The Wolfpack

Thanks to Sharon for bringing this unique documentary to my attention. Directed by Crystal Moselle, The Wolfpack (2015)shows a family consisting of six brothers, their parents and their sister who live in New York. The parents met when the mother went backpacking in South America. She shared his dislike for materialism and were married.

The sad and curious thing about this family is that the father became a control freak and would lock the wife and children in the apartment. He believed it was for security, but actually I saw it as a form of control. They could only go outside when the father permitted it and he apparently went with them so no one could escape. One year they were allowed out 9 years and another they weren’t taken outside at all.
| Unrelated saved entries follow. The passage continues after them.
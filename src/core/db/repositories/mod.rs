//! Database repositories for GadgetVault
//!
//! Repositories encapsulate data access logic and give the API layer and the
//! destruction coordinator a typed view of the database.

pub mod gadget;
pub mod user;

pub use gadget::{GadgetRepository, GadgetRepositoryError};
pub use user::{UserRepository, UserRepositoryError};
The film focuses on the older brothers. The mother was certified by the state to homeschool the kids and they all spoke articulately and politely. The father had wanted 10 children as his dream of heading a tribe, but seven was the limit (biologically) for the mother. The father didn’t work; the father explained that he didn’t believe in work. I wondered what he did when he was out of the house for hours and hours. They family lived on welfare. The father dreamt of moving to Scandinavia, where the welfare was even better, but that never materialized.

The compelling thing about the documentary is how creative the boys were. To stave off boredom and keep sane, they watched the 5000+ DVDs that their dad had collected and then they’d copy the scripts and act out the films. They made clever props. It’s a good thing there were so many kids or they wouldn’t have enough actors.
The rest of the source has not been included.